Showing posts with label ultrasound. Show all posts
Showing posts with label ultrasound. Show all posts

Friday, April 18, 2014

There & Back Again

I've been posting pretty sporadically. Well, OK, I've been doing that for a while. Like a few years.

It's probably mirroring how up-and-down this relationship with this horse has gone. It's me, I know it's me, I've accepted it's me, and I take responsibility for the fact that she was not always like how she is today.

But, there's also been the exhausting amount of physical damage she seems to be able to sustain.

We were doing really well for a solid 2 months. Like, really well. It wasn't perfect, and I certainly ran into many, many occasions where I seriously doubted if I knew how to handle situations as they arose. But I've had amazing help from Trainer C, who is back in the picture and helping me get her going (again).

I mean, I got on her.

Like, sat on her back. In a saddle. And we walked around. And no one died. I may or may not have cried a little after, and my legs felt like jello for about 5 hours afterwards, but when your last ride on a horse resulted in your being thrown, and you have nursed said horse for 3 years, you'd be a bit emotional, too.

I'd been employing the Back on Track products (seriously, they should cut me a check every month for how much word of mouth advertising I do for them). Her hocks were looking great, she was moving nice and even, she was definitely muscle-sore but you could see changes in her haunches and back every week as she got stronger.

We had just started tack-walking when it happened.

It being that thing that every horse owner who is rehabbing a soft-tissue injuries worries about to the point of insomnia. It being re-injury.

It was stupid. It was a fluke, totally avoidable accident that didn't need to happen. But c'est la vie.

I've griped about it a lot IRL, so I won't go into full detail here. The short version is: farrier was injured, recommended another farrier to do Stella in her stead while she recovered. I took farrier's word: I trusted her judgement. I shouldn't have. I should have done my own research, asked around, asked more in general. New farrier came out, and I got an icky feeling in my gut. I should have trusted it. I didn't. I gave her the benefit of the doubt. It ended up costing me and Stella. Farrier made a rookie mistake after being given very clear instructions on how to handle the horse given her recent history, and caused her to tweak the RH to the point of re-injury.

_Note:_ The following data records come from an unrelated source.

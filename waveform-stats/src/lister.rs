//! Presentation helper: lists the catalog, one line per statistic.

use crate::catalog::Catalog;
use std::io::{self, Write};

/// Stands in for the signal name in listings, where no real signal applies.
pub const PLACEHOLDER_SUBJECT: &str = "<signal>";

/// Writes one line per catalog entry: the statistic name and its
/// description with a placeholder subject.
pub fn list_statistics(catalog: &Catalog, out: &mut impl Write) -> io::Result<()> {
    for def in catalog.iter() {
        writeln!(out, "{:<14} {}", def.name, def.describe(PLACEHOLDER_SUBJECT))?;
    }
    Ok(())
}

#[cfg(test)]
mod tests {
    use super::*;
    use crate::catalog::CATALOG;

    #[test]
    fn one_line_per_statistic() {
        let mut listing = Vec::new();
        list_statistics(&CATALOG, &mut listing).unwrap();
        let listing = String::from_utf8(listing).unwrap();
        assert_eq!(listing.lines().count(), CATALOG.len());
        assert!(listing.contains("Baseline"));
        assert!(listing.contains("average period of <signal>"));
    }
}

So now, I once again have an unsound horse. A new u/s didn't show much: it actually showed quite a bit of improvement overall, but a dark spot on the very most proximal point, around where the original injury was, suggests newer damage. Basically, we're assuming, based on how she's moving and her previous history.

The amazing Dr. R, Lameness Specialist Extraordinaire, has suggested one month off and then reconvene. I'm giving her until the end of April before we do anything.

I've done a lot of soul-search in the past few months, and even moreso in the past few weeks. I'm ready to ride. I'm ready to put the work and effort it takes to make changes and get her back to a good place. We were doing the damn thing, for crying out loud! But what do I do if I'm faced, at the end of the this month, with a horse that is STILL not sound? It's been a year since the original injury, and I was SO careful with her rehab. Diagnostics to confirm she was healed, weeks of hand walking, the introduction of poles, slow tests of balance on a very large circle. I only took what she offered. We did the BoT boots, sheet nightly, careful stretching, gentle massage 3-4 times a week...

I'll admit, I'm fairly defeated. But I'm holding out hope for this little mare. She's rallied before, she can do it again...I think.


Friday, February 21, 2014

Damage in Pictures - Ultrasound

I always like actually being able to see what I'm dealing with. I wish I had x-ray vision, it'd surely be a lot cheaper.

Dr. R, arguably the best equine lameness diagnostician in Vermont, came out on February 5th to take images of both hocks and ultrasound the RH, which was the original injured leg. Stella had been at the new barn for a couple weeks by then, and was settling nicely into "doing stuff" that resembled rehab. She had been chiropracted by Dr. R the week before this visit, but something in my gut told me I really needed to see what exactly was going on in her joints, if not just to confirm that she was healed and ready for a job.

Glad I did.




The difference between the RH and LH suspensories is HUGE when you look at them together. For those who aren't savvy at reading u/s images, the first image is take looking at the back of her leg, u/s a few inches below the point of the hock. In the second and third, the images are flipped so the horse's leg is viewed as if it were horizontal.

I think the actual measurement difference between the two suspensories was almost 4mm. The LH measured something like 9.3mm, and if her RH had matched up approximately, there'd be no concern. But 4mm is a big difference, which indicates some kind of trauma. You can also see, in the first image, that it's enlarged: you also get the benefit there of seeing all the fuzzy grey, which is irregular scar tissue patterns, indicating it was injured but is now healed.

Yes, good news is, healed. Also good news, no lesions showed up in the u/s, which would make her chances of re-injury much higher.